Author Box
Articles Categories
All Categories
Articles Resources

New Fantasy Novel Draws on Creation Myths for a Compelling Adventure

January 15, 2012 | Comments: 0 | Views: 157

From the moment I began reading Tara Casalino's "The Guardians," I was drawn in by the characters, the story, the mystery, and the magic of the fantasy world this first-time author has created. The story begins in an inn where Rafe and his companions await an earl who has hired them to get to the bottom of a mystery. Rafe and his friends, unbeknownst to those around them, are Guardians, humans chosen to have special skills and powers to protect the world. But when the earl enters the inn with a mysterious woman named Ashera, Rafe realizes the game is about to change because Ashera can sense right away that they are more than human, and they equally realize she is more-perhaps part of the Griffin race, believed extinct until now.

The Guardians' origins, and the mysterious origin of Ashera, which even she cannot explain, take the reader back in time to the very beginnings of Casalino's fantasy world as the story of its creation and how dark forces entered the world are told, and within that story lie the seeds for the evil the Guardians are now called upon to fight.

I do not want to give away the story; it's sufficient to say that "The Guardians" has in it everything that a great fantasy story requires, from beings with supernatural powers, to unicorns and dragons, a sinister and powerful dark force, and a well-paced narrative told by the main character Rafe. The first-person voice is engaging, calm, and provides assurance to the reader through a mysterious and at times dangerous quest to defeat the powers of evil. And since Ashera is my favorite character, Rafe's descriptions and interactions with her constantly kept my attention. Here is Casalino's description of Ashera, through Rafe's eyes in the opening chapter following an attack at the inn:

"The four men faced her again, weapons in hand, and as one, charged. Mouth agape, I watched as she simply flowed out of the way, drawing her swords in one smooth, fluid motion by simply pulling her hands back down to her sides. It happened too quickly for me to see how she had done it.

"As she flowed through the shafts of sunlight, she seemed to glow. The sun built an aura around her; the specks of dust, kicked up by her movements, sparkled and glittered.

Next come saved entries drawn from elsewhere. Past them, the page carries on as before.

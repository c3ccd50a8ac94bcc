//! Activities — the immutable log behind every feed.
//!
//! An activity is written once, as a side effect of the write that caused it,
//! and never updated. It carries a denormalised snapshot of the entity it is
//! about, so later edits to that entity do not rewrite history. Activities
//! expire [`ACTIVITY_TTL_DAYS`] days after creation.

use chrono::{DateTime, Duration, Utc};
use serde::{Deserialize, Serialize};
use uuid::Uuid;

use crate::{
  Error, Result,
  list::ListAddition,
  movie::MovieSnapshot,
  review::Review,
};

/// Lifetime of an activity record.
pub const ACTIVITY_TTL_DAYS: i64 = 40;

/// The instant at which an activity created at `created_at` expires.
pub fn expiry_for(created_at: DateTime<Utc>) -> DateTime<Utc> {
  created_at + Duration::days(ACTIVITY_TTL_DAYS)
}

// ─── Snapshots ───────────────────────────────────────────────────────────────

/// Review fields frozen at the time the activity was recorded.
#[derive(Debug, Clone, PartialEq, Eq, Serialize, Deserialize)]
pub struct ReviewSnapshot {
  pub title:              String,
  pub body:               String,
  pub rating:             u8,
  pub movie_title:        String,
  pub movie_release_year: i32,
  pub movie_external_id:  i64,
}

impl From<&Review> for ReviewSnapshot {
  fn from(r: &Review) -> Self {
    Self {
      title:              r.title.clone(),
      body:               r.body.clone(),
      rating:             r.rating,
      movie_title:        r.movie.title.clone(),
      movie_release_year: r.movie.release_year,
      movie_external_id:  r.movie.external_id,
    }
  }
}

/// List fields frozen at the time a movie was added to it.
#[derive(Debug, Clone, PartialEq, Eq, Serialize, Deserialize)]
pub struct ListSnapshot {
  pub list_id:  Uuid,
  pub name:     String,
  pub owner_id: Uuid,
  pub movie:    MovieSnapshot,
}

// ─── ActivityKind ────────────────────────────────────────────────────────────

/// The typed payload of an activity. The variant name is the `kind`
/// discriminant stored in the database.
#[derive(Debug, Clone, PartialEq, Eq, Serialize, Deserialize)]
#[serde(tag = "type", content = "data", rename_all = "snake_case")]
pub enum ActivityKind {
  Review {
    review_id: Uuid,
    snapshot:  ReviewSnapshot,
  },
  AddToList {
    list:     ListSnapshot,
    movie_id: Uuid,
  },
  Follow {
    followed_id: Uuid,
  },
}

impl ActivityKind {
  /// The discriminant string stored in the `kind` column.
  /// Must match the `rename_all = "snake_case"` serde tags above.
  pub fn discriminant(&self) -> &'static str {
    match self {
      Self::Review { .. } => "review",
      Self::AddToList { .. } => "add_to_list",
      Self::Follow { .. } => "follow",
    }
  }

  /// Serialise the inner payload (without the type tag) for the
  /// `payload_json` column.
  pub fn to_json(&self) -> Result<serde_json::Value> {
    let full = serde_json::to_value(self)?;
    Ok(full.get("data").cloned().unwrap_or(serde_json::Value::Null))
  }

  /// Rebuild from the discriminant and JSON payload stored in the database.
  pub fn from_parts(discriminant: &str, data: serde_json::Value) -> Result<Self> {
    if !matches!(discriminant, "review" | "add_to_list" | "follow") {
      return Err(Error::UnknownActivityKind(discriminant.to_owned()));
    }
    let wrapped = serde_json::json!({ "type": discriminant, "data": data });
    Ok(serde_json::from_value(wrapped)?)
  }
}

// ─── Activity ────────────────────────────────────────────────────────────────

#[derive(Debug, Clone, Serialize, Deserialize)]
pub struct Activity {
  pub activity_id: Uuid,
  pub owner_id:    Uuid,
  /// Store-assigned, strictly increasing. Breaks ties between activities
  /// created in the same instant.
  pub sequence:    i64,
  pub created_at:  DateTime<Utc>,
  pub expires_at:  DateTime<Utc>,
  #[serde(flatten)]
  pub kind:        ActivityKind,
}

/// Input to [`crate::store::SocialStore::record_activity`]. Timestamps and
/// the sequence number are assigned by the store.
#[derive(Debug, Clone)]
pub struct NewActivity {
  pub owner_id: Uuid,
  pub kind:     ActivityKind,
}

impl NewActivity {
  /// A review was written or edited by its author.
  pub fn review(review: &Review) -> Self {
    Self {
      owner_id: review.author_id,
      kind:     ActivityKind::Review {
        review_id: review.review_id,
        snapshot:  ReviewSnapshot::from(review),
      },
    }
  }

  /// A movie was added to a list; the activity belongs to the list owner.
  pub fn add_to_list(addition: &ListAddition) -> Self {
    Self {
      owner_id: addition.list.owner_id,
      kind:     ActivityKind::AddToList {
        list:     ListSnapshot {
          list_id:  addition.list.list_id,
          name:     addition.list.name.clone(),
          owner_id: addition.list.owner_id,
          movie:    addition.movie.snapshot(),
        },
        movie_id: addition.movie.movie_id,
      },
    }
  }

  /// `actor` started following `followed`.
  pub fn follow(actor: Uuid, followed: Uuid) -> Self {
    Self {
      owner_id: actor,
      kind:     ActivityKind::Follow { followed_id: followed },
    }
  }
}
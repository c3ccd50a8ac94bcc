//! Reviews. A review embeds the movie it is about rather than referencing it.

use chrono::{DateTime, Utc};
use serde::{Deserialize, Serialize};
use uuid::Uuid;

use crate::{Error, Result, movie::MovieSnapshot};

/// Highest rating a review may carry; the lowest is zero.
pub const MAX_RATING: u8 = 10;

#[derive(Debug, Clone, Serialize, Deserialize)]
pub struct Review {
  pub review_id:  Uuid,
  pub author_id:  Uuid,
  pub title:      String,
  pub body:       String,
  pub rating:     u8,
  pub movie:      MovieSnapshot,
  pub created_at: DateTime<Utc>,
  pub updated_at: DateTime<Utc>,
}

/// Input to [`crate::store::SocialStore::create_review`].
#[derive(Debug, Clone)]
pub struct NewReview {
  pub author_id: Uuid,
  pub title:     String,
  pub body:      String,
  pub rating:    u8,
  pub movie:     MovieSnapshot,
}

impl NewReview {
  pub fn validate(&self) -> Result<()> {
    validate_text("title", &self.title)?;
    validate_text("body", &self.body)?;
    validate_rating(self.rating)?;
    self.movie.validate()
  }
}

/// Partial update accepted by [`crate::store::SocialStore::update_review`].
#[derive(Debug, Clone, Default, Deserialize)]
pub struct ReviewUpdate {
  pub title:  Option<String>,
  pub body:   Option<String>,
  pub rating: Option<u8>,
}

impl ReviewUpdate {
  pub fn validate(&self) -> Result<()> {
    if let Some(title) = &self.title {
      validate_text("title", title)?;
    }
    if let Some(body) = &self.body {
      validate_text("body", body)?;
    }
    if let Some(rating) = self.rating {
      validate_rating(rating)?;
    }
    Ok(())
  }
}

fn validate_text(field: &str, value: &str) -> Result<()> {
  if value.trim().is_empty() {
    return Err(Error::InvalidInput(format!("{field} must not be empty")));
  }
  Ok(())
}

fn validate_rating(rating: u8) -> Result<()> {
  if rating > MAX_RATING {
    return Err(Error::InvalidInput(format!(
      "rating must be between 0 and {MAX_RATING}, got {rating}"
    )));
  }
  Ok(())
}
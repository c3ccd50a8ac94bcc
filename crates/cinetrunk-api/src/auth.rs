//! Password hashing and session token issuance.
//!
//! Argon2 work is CPU-bound; handlers call it through `spawn_blocking`.

use argon2::{
  Argon2, PasswordHash, PasswordHasher, PasswordVerifier, password_hash::SaltString,
};
use chrono::{DateTime, Duration, Utc};
use jsonwebtoken::{EncodingKey, Header};
use rand_core::OsRng;
use serde::{Deserialize, Serialize};
use uuid::Uuid;

use crate::error::ApiError;

/// Token signing material for this server instance.
#[derive(Clone)]
pub struct AuthConfig {
  /// HS256 shared secret.
  pub jwt_secret: String,
  pub token_ttl:  Duration,
}

/// JWT claims carried by a login token.
#[derive(Debug, Serialize, Deserialize)]
pub struct Claims {
  pub sub:      Uuid,
  pub username: String,
  pub iat:      i64,
  pub exp:      i64,
}

/// Hash `password` into an argon2 PHC string.
pub fn hash_password(password: &str) -> Result<String, ApiError> {
  let salt = SaltString::generate(&mut OsRng);
  Argon2::default()
    .hash_password(password.as_bytes(), &salt)
    .map(|hash| hash.to_string())
    .map_err(|e| ApiError::Store(format!("argon2 error: {e}").into()))
}

/// Check `password` against a stored PHC string. A malformed hash never
/// verifies.
pub fn verify_password(password: &str, phc: &str) -> bool {
  let Ok(parsed) = PasswordHash::new(phc) else { return false };
  Argon2::default()
    .verify_password(password.as_bytes(), &parsed)
    .is_ok()
}

/// Sign a token for `user_id` valid for the configured TTL from `now`.
pub fn issue_token(
  config:   &AuthConfig,
  user_id:  Uuid,
  username: &str,
  now:      DateTime<Utc>,
) -> Result<String, ApiError> {
  let claims = Claims {
    sub:      user_id,
    username: username.to_owned(),
    iat:      now.timestamp(),
    exp:      (now + config.token_ttl).timestamp(),
  };
  jsonwebtoken::encode(
    &Header::default(),
    &claims,
    &EncodingKey::from_secret(config.jwt_secret.as_bytes()),
  )
  .map_err(|e| ApiError::Store(Box::new(e)))
}

/// Verify a token's signature and expiry and return its claims. Routes do
/// not check tokens, so only tests read them back.
#[cfg(test)]
pub(crate) fn decode_token(config: &AuthConfig, token: &str) -> Result<Claims, ApiError> {
  use jsonwebtoken::{DecodingKey, Validation};

  jsonwebtoken::decode::<Claims>(
    token,
    &DecodingKey::from_secret(config.jwt_secret.as_bytes()),
    &Validation::default(),
  )
  .map(|data| data.claims)
  .map_err(|e| ApiError::Unauthorized(e.to_string()))
}
//! Handlers for `/users` endpoints.
//!
//! | Method | Path | Notes |
//! |--------|------|-------|
//! | `GET`  | `/users` | Summaries of every account |
//! | `POST` | `/users/register` | Body: `{"name","username","password","email"}`; returns `{"message","user_id","user"}` |
//! | `POST` | `/users/login` | Returns `{"token","user_id"}` |
//! | `GET`  | `/users/{id}` | 404 if not found |

use axum::{
  extract::{Path, State},
  http::StatusCode,
  response::IntoResponse,
};
use chrono::Utc;
use cinetrunk_core::{
  identity::{Identity, IdentitySummary, NewIdentity},
  store::SocialStore,
};
use serde::{Deserialize, Serialize};
use serde_json::json;
use tokio::task::spawn_blocking;
use uuid::Uuid;

use crate::{
  AppState,
  auth::{hash_password, issue_token, verify_password},
  error::{ApiError, parse_id},
  extract::Json,
};

// ─── List ─────────────────────────────────────────────────────────────────────

/// `GET /users`
pub async fn list<S: SocialStore>(
  State(state): State<AppState<S>>,
) -> Result<Json<Vec<IdentitySummary>>, ApiError> {
  let users = state.store.list_identities().await.map_err(ApiError::store)?;
  Ok(Json(users))
}

// ─── Get one ──────────────────────────────────────────────────────────────────

/// `GET /users/{id}`
pub async fn get_one<S: SocialStore>(
  State(state): State<AppState<S>>,
  Path(id): Path<String>,
) -> Result<Json<Identity>, ApiError> {
  let id = parse_id(&id)?;
  let identity = state
    .store
    .get_identity(id)
    .await
    .map_err(ApiError::store)?
    .ok_or_else(|| ApiError::NotFound(format!("user {id} not found")))?;
  Ok(Json(identity))
}

// ─── Register ─────────────────────────────────────────────────────────────────

#[derive(Debug, Deserialize)]
pub struct RegisterBody {
  pub name:     String,
  pub username: String,
  pub password: String,
  pub email:    String,
  pub avatar:   Option<String>,
}

/// `POST /users/register`
pub async fn register<S: SocialStore>(
  State(state): State<AppState<S>>,
  Json(body): Json<RegisterBody>,
) -> Result<impl IntoResponse, ApiError> {
  if body.password.is_empty() {
    return Err(ApiError::BadRequest("password must not be empty".into()));
  }

  let password      = body.password;
  let password_hash = spawn_blocking(move || hash_password(&password))
    .await
    .map_err(|e| ApiError::Store(Box::new(e)))??;

  let identity = state
    .store
    .create_identity(NewIdentity {
      username:      body.username,
      display_name:  body.name,
      email:         body.email,
      password_hash,
      avatar:        body.avatar,
    })
    .await
    .map_err(ApiError::store)?;

  tracing::info!(user_id = %identity.user_id, username = %identity.username, "registered");
  Ok((
    StatusCode::CREATED,
    Json(json!({
      "message": "User registered successfully",
      "user_id": identity.user_id,
      "user":    IdentitySummary::from(&identity),
    })),
  ))
}

// ─── Login ────────────────────────────────────────────────────────────────────

#[derive(Debug, Deserialize)]
pub struct LoginBody {
  pub username: String,
  pub password: String,
}

#[derive(Debug, Serialize)]
pub struct LoginResponse {
  pub token:   String,
  pub user_id: Uuid,
}

/// `POST /users/login`
pub async fn login<S: SocialStore>(
  State(state): State<AppState<S>>,
  Json(body): Json<LoginBody>,
) -> Result<Json<LoginResponse>, ApiError> {
  let creds = state
    .store
    .find_credentials(&body.username)
    .await
    .map_err(ApiError::store)?
    .ok_or_else(|| ApiError::Unauthorized("Invalid username".into()))?;

  let password = body.password;
  let phc      = creds.password_hash;
  let matched  = spawn_blocking(move || verify_password(&password, &phc))
    .await
    .map_err(|e| ApiError::Store(Box::new(e)))?;

  if !matched {
    return Err(ApiError::Unauthorized("Incorrect password".into()));
  }

  let token = issue_token(&state.auth, creds.user_id, &creds.username, Utc::now())?;
  Ok(Json(LoginResponse { token, user_id: creds.user_id }))
}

Time slowed and stopped on an image of her, two swords extended, face in shadow, yellow light surrounding her. In that frozen moment, her shadow on the floor looked like she had wings extended in flight, and I was convinced she was meant to join us.

"Time resumed, and what happened next was even faster. She spun and twirled, taking one man out with a kick to the knee, another with a hit to the head, and forcing the last two to freeze with the point of a sword under their chins. They quickly dropped their weapons, at which point the inn guard moved in, collected all the weapons, got a couple of the patrons to grab the men, sent a boy off for the city watch, and took the men outside. It had taken her less than a minute to disarm four men without seriously hurting any of them."

I don't think any male reader can dislike a female kick-ass warrior, and in my opinion, Ashera can put Xena to shame. Furthermore, Casalino does a masterful job of slowly revealing Ashera's mysterious origins to the other characters-and to the reader, so she is not a stereotypical female warrior but a well-rounded character who questions herself and who she is while being devoted to her role of protecting the earl.

At the heart of "The Guardians" is the psychological journey, including how giving into fear can lead to evil, and how overcoming inner fears can lead to victory. Casalino does an excellent job of exploring human weaknesses and those of even more advanced beings. She also draws upon world mythology-Judeo-Christian, Greek, and other cultures-to create universal themes with which all readers can identify.

"The Guardians" filled the void for me when "Legend of the Seeker" was cancelled on T.V. Casalino's fantasy world resonates with questions of loyalty, friendship, creativity, beauty, love-all those aspects of the human condition we struggle with. To read "The Guardians" is to go on a hero quest and return home with a new understanding of how to live in the everyday world. I highly recommend it for an enjoyable, fast-paced adventure. Its visual scenes make me believe it would make a great movie, and I hope Casalino will write several more books, including more novels set in this fantastic world she has created in "The Guardians."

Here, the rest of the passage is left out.